Le parti Ensemble pour la République prône l’inclusivité absolue du dialogue national annoncé par le président Félix Tshisekedi et placé sous la médiation des confessions religieuses CENCO et ECC. Dans une émission télévisée, le président du groupe parlementaire Ensemble, le député national Christian Mwando N’simba, a estimé que la participation de l’AFC-M23 et de la plateforme de l’ancien président Joseph Kabila est cruciale pour la résolution de la crise.
Par Patient MBY
La question de l’inclusivité de l’éventuel dialogue national continue de diviser. Si le gouvernement conditionne la participation aux discussions à une condamnation claire de l’agresseur, l’opposition, elle, insiste sur la présence de toutes les parties prenantes au conflit en vue de désamorcer la crise.
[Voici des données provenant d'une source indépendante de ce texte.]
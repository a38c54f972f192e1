use std::future::Future;
use std::pin::Pin;
use std::sync::Arc;
use std::time::Duration;

use anyhow::{Context, Result};
use serde_json::Value;

use super::error::RecognitionError;
use crate::settings::RecognitionSettings;

pub type TransportFuture<'a> =
    Pin<Box<dyn Future<Output = Result<String, RecognitionError>> + Send + 'a>>;

/// One way of reaching the recognition service.
///
/// Implementations return the raw response body; interpreting it is the
/// normalizer's job.
pub trait RecognitionTransport: Send + Sync {
    fn recognize<'a>(&'a self, payload: &'a Value) -> TransportFuture<'a>;

    /// Releases long-lived connections. One-shot transports have none.
    fn disconnect(&self) {}
}

/// Supplies the bearer token for each outbound call.
pub trait TokenProvider: Send + Sync {
    fn bearer_token(&self) -> Option<String>;
}

#[derive(Debug, Clone)]
pub struct StaticToken(pub String);

impl TokenProvider for StaticToken {
    fn bearer_token(&self) -> Option<String> {
        if self.0.is_empty() {
            None
        } else {
            Some(self.0.clone())
        }
    }
}

#[derive(Debug, Clone, Copy, Default)]
pub struct NoToken;

impl TokenProvider for NoToken {
    fn bearer_token(&self) -> Option<String> {
        None
    }
}

/// Request/response transport over HTTP POST.
pub struct HttpTransport {
    client: reqwest::Client,
    endpoint: String,
    tokens: Arc<dyn TokenProvider>,
}

impl HttpTransport {
    pub fn new(
        endpoint: impl Into<String>,
        tokens: Arc<dyn TokenProvider>,
        timeout: Duration,
    ) -> Result<Self> {
        let client = reqwest::Client::builder()
            .timeout(timeout)
            .connect_timeout(timeout.min(Duration::from_secs(10)))
            .pool_max_idle_per_host(4)
            .build()
            .context("failed to build recognition HTTP client")?;

        Ok(Self {
            client,
            endpoint: endpoint.into(),
            tokens,
        })
    }

    pub fn from_settings(
        settings: &RecognitionSettings,
        tokens: Arc<dyn TokenProvider>,
    ) -> Result<Self> {
        Self::new(
            settings.endpoint.clone(),
            tokens,
            Duration::from_millis(settings.timeout_ms),
        )
    }

    pub fn endpoint(&self) -> &str {
        &self.endpoint
    }

    async fn send(&self, payload: &Value) -> Result<String, RecognitionError> {
        let mut request = self
            .client
            .post(&self.endpoint)
            .header("Content-Type", "application/json");
        if let Some(token) = self.tokens.bearer_token() {
            request = request.bearer_auth(token);
        }

        let response = request
            .json(payload)
            .send()
            .await
            .map_err(|e| RecognitionError::Transport(format!("HTTP request failed: {e}")))?;

        let status = response.status();
        let body = response
            .text()
            .await
            .map_err(|e| {
                RecognitionError::Transport(format!("failed to read response body: {e}"))
            })?;

        if !status.is_success() {
            return Err(error_from_status(status.as_u16(), body));
        }

        Ok(body)
    }
}

impl RecognitionTransport for HttpTransport {
    fn recognize<'a>(&'a self, payload: &'a Value) -> TransportFuture<'a> {
        Box::pin(self.send(payload))
    }
}

/// Prefers the service's own `message`/`error` field over the bare status.
fn error_from_status(status: u16, body: String) -> RecognitionError {
    let message = serde_json::from_str::<Value>(&body).ok().and_then(|value| {
        ["message", "error"]
            .iter()
            .find_map(|key| value.get(*key).and_then(Value::as_str).map(str::to_string))
    });

    match message {
        Some(message) => RecognitionError::Service(message),
        None => RecognitionError::Status { status, body },
    }
}

#[cfg(test)]
mod tests {
    use super::*;

    #[test]
    fn status_errors_prefer_service_message() {
        assert_eq!(
            error_from_status(401, r#"{"message":"token expired"}"#.into()),
            RecognitionError::Service("token expired".into())
        );
        assert_eq!(
            error_from_status(500, "<html>oops</html>".into()),
            RecognitionError::Status {
                status: 500,
                body: "<html>oops</html>".into()
            }
        );
    }

    #[test]
    fn empty_static_token_sends_no_auth() {
        assert_eq!(StaticToken(String::new()).bearer_token(), None);
        assert_eq!(StaticToken("abc".into()).bearer_token(), Some("abc".into()));
    }

    #[test]
    fn settings_endpoint_is_used() {
        let settings = RecognitionSettings::default();
        let transport = HttpTransport::from_settings(&settings, Arc::new(NoToken)).expect("client");
        assert_eq!(transport.endpoint(), "http://localhost:8000/api/calculate");
    }

    #[tokio::test]
    async fn unreachable_endpoint_is_a_transport_error() {
        let transport = HttpTransport::new(
            "http://127.0.0.1:9/recognize",
            Arc::new(NoToken),
            Duration::from_secs(2),
        )
        .expect("client");

        let err = transport
            .recognize(&serde_json::json!({}))
            .await
            .expect_err("nothing listens on the discard port");
        assert!(matches!(err, RecognitionError::Transport(_)));
    }
}
//! Turns whatever the recognizer sent back into ordered result records.
//!
//! Language-model backends do not always answer with clean JSON, so a raw
//! body is first classified:
//!
//! * [`ResponsePayload::DirectJson`]: the body parses as a JSON array or object.
//! * [`ResponsePayload::EmbeddedJson`]: free text with a `[...]` span that parses.
//! * [`ResponsePayload::Unparseable`]: neither; a placeholder record carries
//!   the raw text so the renderer still has something to show.

use once_cell::sync::Lazy;
use regex::Regex;
use serde_json::{Map, Value};

use super::error::RecognitionError;
use super::types::{RecognitionResponse, RecognitionResult};
use crate::variables::Variables;

pub const PARSE_ERROR_EXPRESSION: &str = "Unable to parse recognition result";

static EMBEDDED_ARRAY: Lazy<Regex> =
    Lazy::new(|| Regex::new(r"(?s)\[.*\]").expect("embedded array pattern"));
static ARITHMETIC: Lazy<Regex> = Lazy::new(|| {
    Regex::new(r"^[0-9\s.+\-*/×÷^%()]*[0-9][0-9\s.+\-*/×÷^%()]*$").expect("arithmetic pattern")
});

#[derive(Debug, Clone, PartialEq)]
pub enum ResponsePayload {
    DirectJson(Value),
    EmbeddedJson(Value),
    Unparseable(String),
}

pub fn classify(raw: &str) -> ResponsePayload {
    let trimmed = raw.trim();

    if let Ok(value) = serde_json::from_str::<Value>(trimmed) {
        match value {
            Value::Array(_) | Value::Object(_) => return ResponsePayload::DirectJson(value),
            // A JSON string literal wrapping the real answer.
            Value::String(inner) if inner.trim() != trimmed => return classify(&inner),
            _ => {}
        }
    }

    match find_embedded_records(trimmed) {
        Some(value) => ResponsePayload::EmbeddedJson(value),
        None => ResponsePayload::Unparseable(raw.to_string()),
    }
}

/// First `[...]` span in free text that parses as an array holding at least
/// one record object. Bracketed prose like `[1]` is skipped.
fn find_embedded_records(text: &str) -> Option<Value> {
    if let Some(found) = EMBEDDED_ARRAY.find(text) {
        if let Ok(value) = serde_json::from_str::<Value>(found.as_str()) {
            if holds_record(&value) {
                return Some(value);
            }
        }
    }

    text.match_indices('[').find_map(|(start, _)| {
        let mut values = serde_json::Deserializer::from_str(&text[start..]).into_iter::<Value>();
        match values.next() {
            Some(Ok(value)) if holds_record(&value) => Some(value),
            _ => None,
        }
    })
}

fn holds_record(value: &Value) -> bool {
    matches!(value, Value::Array(items) if items.iter().any(Value::is_object))
}

pub fn normalize(raw: &str) -> Vec<RecognitionResult> {
    match classify(raw) {
        ResponsePayload::DirectJson(Value::Array(items))
            if !items.is_empty() && !items.iter().any(Value::is_object) =>
        {
            vec![parse_error_placeholder(raw.to_string())]
        }
        ResponsePayload::DirectJson(value) | ResponsePayload::EmbeddedJson(value) => {
            normalize_value(value)
        }
        ResponsePayload::Unparseable(text) => vec![parse_error_placeholder(text)],
    }
}

/// Records from an already parsed payload. A non-empty array that yields no
/// record becomes the placeholder rather than an empty list.
pub fn normalize_value(value: Value) -> Vec<RecognitionResult> {
    match value {
        Value::Array(items) => {
            let records: Vec<_> = items.iter().filter_map(normalize_item).collect();
            if records.is_empty() && !items.is_empty() {
                vec![parse_error_placeholder(Value::Array(items).to_string())]
            } else {
                records
            }
        }
        Value::Object(mut map) => match map.remove("results") {
            Some(results) => normalize_value(results),
            None => vec![record_from_map(&map)],
        },
        Value::String(text) => normalize(&text),
        Value::Null => Vec::new(),
        other => vec![parse_error_placeholder(other.to_string())],
    }
}

/// Splits a raw service body into results and echoed variables.
///
/// An object carrying only `message`/`error` is the service reporting a
/// failure and becomes [`RecognitionError::Service`].
pub fn parse_response(raw: &str) -> Result<RecognitionResponse, RecognitionError> {
    let ResponsePayload::DirectJson(Value::Object(mut map)) = classify(raw) else {
        return Ok(RecognitionResponse {
            results: normalize(raw),
            variables: None,
        });
    };

    if let Some(message) = service_error_message(&map) {
        return Err(RecognitionError::Service(message));
    }

    let variables = match map.remove("variables") {
        Some(Value::Object(vars)) => Some(vars.into_iter().collect::<Variables>()),
        _ => None,
    };

    let results = match map.remove("results") {
        Some(results) => normalize_value(results),
        None => vec![record_from_map(&map)],
    };

    Ok(RecognitionResponse { results, variables })
}

/// Display text for one record, as laid out in the results band.
pub fn format_result(result: &RecognitionResult) -> String {
    let value = format_value(&result.value);
    if looks_arithmetic(&result.expression) && is_numeric(&result.value) {
        format!("{} = {value}", result.expression.trim())
    } else {
        format!("{}, result: {value}", result.expression.trim())
    }
}

pub fn format_value(value: &Value) -> String {
    match value {
        Value::Null => String::new(),
        Value::String(text) => text.clone(),
        Value::Number(number) => {
            if let Some(int) = number.as_i64() {
                int.to_string()
            } else if let Some(uint) = number.as_u64() {
                uint.to_string()
            } else {
                let float = number.as_f64().unwrap_or(f64::NAN);
                if float.fract() == 0.0 && float.abs() < 1e15 {
                    format!("{}", float as i64)
                } else {
                    float.to_string()
                }
            }
        }
        other => other.to_string(),
    }
}

fn looks_arithmetic(expression: &str) -> bool {
    ARITHMETIC.is_match(expression.trim())
}

fn is_numeric(value: &Value) -> bool {
    match value {
        Value::Number(_) => true,
        Value::String(text) => text.trim().parse::<f64>().is_ok(),
        _ => false,
    }
}

fn normalize_item(item: &Value) -> Option<RecognitionResult> {
    match item {
        Value::Object(map) => Some(record_from_map(map)),
        Value::Null => None,
        other => {
            log::debug!("skipping non-object recognition item: {other}");
            None
        }
    }
}

fn record_from_map(map: &Map<String, Value>) -> RecognitionResult {
    let expression = match first_present(map, &["expression", "expr"]) {
        Some(Value::String(text)) => text.clone(),
        Some(Value::Null) | None => String::new(),
        Some(other) => other.to_string(),
    };
    let value = first_present(map, &["value", "result"])
        .cloned()
        .unwrap_or(Value::Null);
    let is_assignment = first_present(map, &["isAssignment", "assign", "is_assignment"])
        .map(coerce_bool)
        .unwrap_or(false);

    RecognitionResult {
        expression,
        value,
        is_assignment,
    }
}

fn first_present<'a>(map: &'a Map<String, Value>, keys: &[&str]) -> Option<&'a Value> {
    keys.iter().find_map(|key| map.get(*key))
}

fn coerce_bool(value: &Value) -> bool {
    match value {
        Value::Bool(flag) => *flag,
        Value::Number(number) => number.as_f64().map(|n| n != 0.0).unwrap_or(false),
        Value::String(text) => matches!(
            text.trim().to_ascii_lowercase().as_str(),
            "true" | "yes" | "1"
        ),
        _ => false,
    }
}

fn service_error_message(map: &Map<String, Value>) -> Option<String> {
    let carries_results = ["results", "expr", "expression", "result", "value"]
        .iter()
        .any(|key| map.contains_key(*key));
    if carries_results {
        return None;
    }
    match first_present(map, &["message", "error"])? {
        Value::String(message) => Some(message.clone()),
        Value::Null => None,
        other => Some(other.to_string()),
    }
}

fn parse_error_placeholder(raw: String) -> RecognitionResult {
    RecognitionResult {
        expression: PARSE_ERROR_EXPRESSION.to_string(),
        value: Value::String(raw),
        is_assignment: false,
    }
}
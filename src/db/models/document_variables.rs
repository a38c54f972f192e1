use chrono::{DateTime, Utc};
use serde::{Deserialize, Serialize};

use crate::variables::Variables;

#[derive(Debug, Clone, PartialEq, Serialize, Deserialize)]
#[serde(rename_all = "camelCase")]
pub struct DocumentVariables {
    pub document_id: String,
    pub variables: Variables,
    pub updated_at: DateTime<Utc>,
}
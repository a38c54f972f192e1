use serde::{Deserialize, Serialize};

#[derive(Clone, Copy, Debug, Serialize, Deserialize, PartialEq)]
pub struct Point {
    pub x: f32,
    pub y: f32,
}

impl Point {
    pub fn new(x: f32, y: f32) -> Self {
        Self { x, y }
    }

    pub fn distance(self, other: Point) -> f32 {
        let dx = other.x - self.x;
        let dy = other.y - self.y;
        (dx * dx + dy * dy).sqrt()
    }
}

#[derive(Clone, Copy, Debug, Serialize, Deserialize, PartialEq, Eq)]
#[serde(rename_all = "camelCase")]
pub enum Shape {
    Square,
    Rect,
    Circle,
    Triangle,
    Line,
}

#[derive(Clone, Copy, Debug, Serialize, Deserialize, PartialEq, Eq)]
#[serde(rename_all = "camelCase")]
pub enum Tool {
    Pen,
    Eraser,
    Shape(Shape),
}

impl Tool {
    /// Freehand tools paint on every pointer move; shapes paint once on release.
    pub fn is_freehand(self) -> bool {
        matches!(self, Tool::Pen | Tool::Eraser)
    }
}

#[derive(Clone, Copy, Debug, Serialize, Deserialize, PartialEq)]
pub struct StrokeStyle {
    pub color: [u8; 4],
    /// Line width in logical pixels.
    pub thickness: f32,
}

impl StrokeStyle {
    pub const MIN_THICKNESS: f32 = 0.5;
    pub const MAX_THICKNESS: f32 = 64.0;

    pub fn new(color: [u8; 4], thickness: f32) -> Self {
        Self {
            color,
            thickness: thickness.clamp(Self::MIN_THICKNESS, Self::MAX_THICKNESS),
        }
    }
}

impl Default for StrokeStyle {
    fn default() -> Self {
        Self {
            color: [255, 255, 255, 255],
            thickness: 3.0,
        }
    }
}

#[cfg(test)]
mod tests {
    use super::*;

    #[test]
    fn tool_deserializes_shape_variants() {
        let tool: Tool = serde_json::from_str(r#"{"shape":"circle"}"#).expect("shape tool");
        assert_eq!(tool, Tool::Shape(Shape::Circle));
        assert!(!tool.is_freehand());

        let pen: Tool = serde_json::from_str(r#""pen""#).expect("pen tool");
        assert!(pen.is_freehand());
    }

    #[test]
    fn thickness_is_clamped() {
        assert_eq!(StrokeStyle::new([0, 0, 0, 255], 500.0).thickness, 64.0);
        assert_eq!(StrokeStyle::new([0, 0, 0, 255], 0.0).thickness, 0.5);
    }
}
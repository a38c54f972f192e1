pub mod history;
pub mod raster;
pub mod surface;
pub mod tools;

pub use history::HistoryStack;
pub use raster::Raster;
pub use surface::StrokeSurface;
pub use tools::{Point, Shape, StrokeStyle, Tool};
use std::path::{Path, PathBuf};
use std::sync::{mpsc, Arc, Mutex};
use std::thread::{self, JoinHandle};
use std::time::Duration;

use anyhow::{anyhow, Context, Result};
use log::{error, info};
use rusqlite::Connection;
use tokio::sync::oneshot;

use super::migrations::run_migrations;

const BUSY_TIMEOUT: Duration = Duration::from_secs(5);

type Job = Box<dyn FnOnce(&mut Connection) + Send + 'static>;

enum Message {
    Run(Job),
    Stop,
}

/// Owns the worker thread; stopping it waits for queued jobs to drain.
struct Worker {
    jobs: mpsc::Sender<Message>,
    thread: Mutex<Option<JoinHandle<()>>>,
}

impl Worker {
    fn spawn(path: PathBuf) -> Result<Self> {
        let (jobs, queue) = mpsc::channel::<Message>();
        let (ready_tx, ready_rx) = mpsc::sync_channel::<Result<()>>(1);

        let thread = thread::Builder::new()
            .name("mathcanvas-db".into())
            .spawn(move || {
                let mut conn = match open_connection(&path) {
                    Ok(conn) => {
                        let _ = ready_tx.send(Ok(()));
                        conn
                    }
                    Err(err) => {
                        let _ = ready_tx.send(Err(err));
                        return;
                    }
                };

                for message in queue {
                    match message {
                        Message::Run(job) => job(&mut conn),
                        Message::Stop => break,
                    }
                }
                info!("Database worker for {} stopped", path.display());
            })
            .context("failed to spawn database worker thread")?;

        ready_rx
            .recv()
            .context("database worker exited before it was ready")??;

        Ok(Self {
            jobs,
            thread: Mutex::new(Some(thread)),
        })
    }

    fn submit(&self, job: Job) -> Result<()> {
        self.jobs
            .send(Message::Run(job))
            .map_err(|_| anyhow!("database worker is no longer running"))
    }
}

impl Drop for Worker {
    fn drop(&mut self) {
        let handle = match self.thread.lock() {
            Ok(mut guard) => guard.take(),
            Err(poisoned) => poisoned.into_inner().take(),
        };
        let Some(handle) = handle else {
            return;
        };
        if self.jobs.send(Message::Stop).is_err() {
            error!("Database worker already gone at shutdown");
        }
        if let Err(err) = handle.join() {
            error!("Database worker panicked: {err:?}");
        }
    }
}

fn open_connection(path: &Path) -> Result<Connection> {
    let mut conn = Connection::open(path)
        .with_context(|| format!("failed to open SQLite database {}", path.display()))?;
    if let Err(err) = conn.pragma_update(None, "journal_mode", "WAL") {
        error!("Failed to enable WAL mode: {err}");
    }
    conn.busy_timeout(BUSY_TIMEOUT)?;
    run_migrations(&mut conn).context("failed to run database migrations")?;
    Ok(conn)
}

/// Handle to the canvas database. Statements run on one dedicated thread,
/// in submission order; clones share that thread.
#[derive(Clone)]
pub struct Database {
    worker: Arc<Worker>,
    path: Arc<PathBuf>,
}

impl Database {
    pub fn new(path: PathBuf) -> Result<Self> {
        if let Some(parent) = path.parent() {
            std::fs::create_dir_all(parent).with_context(|| {
                format!("failed to create database directory {}", parent.display())
            })?;
        }

        let worker = Worker::spawn(path.clone())?;
        info!("Canvas database ready at {}", path.display());

        Ok(Self {
            worker: Arc::new(worker),
            path: Arc::new(path),
        })
    }

    pub fn path(&self) -> &Path {
        self.path.as_path()
    }

    /// Runs `task` on the worker thread and hands its result back.
    pub async fn execute<F, T>(&self, task: F) -> Result<T>
    where
        F: FnOnce(&mut Connection) -> Result<T> + Send + 'static,
        T: Send + 'static,
    {
        let (reply_tx, reply_rx) = oneshot::channel();
        self.worker.submit(Box::new(move |conn| {
            if reply_tx.send(task(conn)).is_err() {
                log::debug!("database caller went away before the reply");
            }
        }))?;

        reply_rx
            .await
            .map_err(|_| anyhow!("database worker dropped the request"))?
    }
}

#[cfg(test)]
mod tests {
    use super::*;

    #[tokio::test]
    async fn creates_parent_directory_and_runs_statements() {
        let dir = tempfile::tempdir().expect("tempdir");
        let path = dir.path().join("nested").join("canvas.db");
        let db = Database::new(path.clone()).expect("open");

        assert_eq!(db.path(), path.as_path());
        let version: i32 = db
            .execute(|conn| Ok(conn.pragma_query_value(None, "user_version", |row| row.get(0))?))
            .await
            .expect("query");
        assert_eq!(version, crate::db::migrations::CURRENT_SCHEMA_VERSION);
    }

    #[tokio::test]
    async fn task_errors_reach_the_caller() {
        let dir = tempfile::tempdir().expect("tempdir");
        let db = Database::new(dir.path().join("canvas.db")).expect("open");

        let err = db
            .execute(|conn| {
                conn.execute("INSERT INTO missing_table VALUES (1)", [])?;
                Ok(())
            })
            .await
            .expect_err("no such table");
        assert!(err.to_string().contains("missing_table"));
    }

    #[tokio::test]
    async fn clones_share_one_worker() {
        let dir = tempfile::tempdir().expect("tempdir");
        let db = Database::new(dir.path().join("canvas.db")).expect("open");
        db.execute(|conn| Ok(conn.execute_batch("CREATE TABLE log (n INTEGER)")?))
            .await
            .expect("create");

        let mut writes = Vec::new();
        for n in 0..5 {
            let db = db.clone();
            writes.push(tokio::spawn(async move {
                db.execute(move |conn| Ok(conn.execute("INSERT INTO log VALUES (?1)", [n])?))
                    .await
            }));
        }
        for write in writes {
            write.await.expect("join").expect("insert");
        }

        let count: i64 = db
            .execute(|conn| Ok(conn.query_row("SELECT COUNT(*) FROM log", [], |row| row.get(0))?))
            .await
            .expect("count");
        assert_eq!(count, 5);
    }
}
Pour Christian Mwando, élu de Moba, dans la province du Tanganyika, le parti Ensemble pour la République souhaite que la rébellion de l’AFC-M23 ainsi que la plateforme politique de Joseph Kabila, le mouvement « Sauvons le Congo », prennent part aux discussions. L’absence de ces acteurs, poursuit-il, pourrait entraver la résolution pacifique de la crise dans l’Est du pays.
« Pour nous, l’AFC/M23, Sauvons le Congo et les autres forces politiques, ainsi que les groupes rebelles, doivent absolument être parties prenantes à ce dialogue parce qu’en excluant une partie de ceux qui portent les armes, on aura du mal à résoudre le problème. Même si certains sont traités de pantins, il faudrait les écouter pour savoir pourquoi ils ont accepté de jouer tel ou tel rôle », a-t-il déclaré.
Ce membre de la famille politique de Moïse Katumbi souligne également l’inquiétude de l’opposition face à la poursuite de la mobilisation de la population en faveur d’un changement de la Constitution. Il a notamment évoqué la récente sortie médiatique d’Augustin Kabuya, qui continuait de plaider pour une réforme de la loi fondamentale, alors que la loi sur le référendum est actuellement examinée par la Cour constitutionnelle. Selon Christian Mwando, pour favoriser l’évolution du processus actuel, les questions qui divisent devraient être écartées des discussions.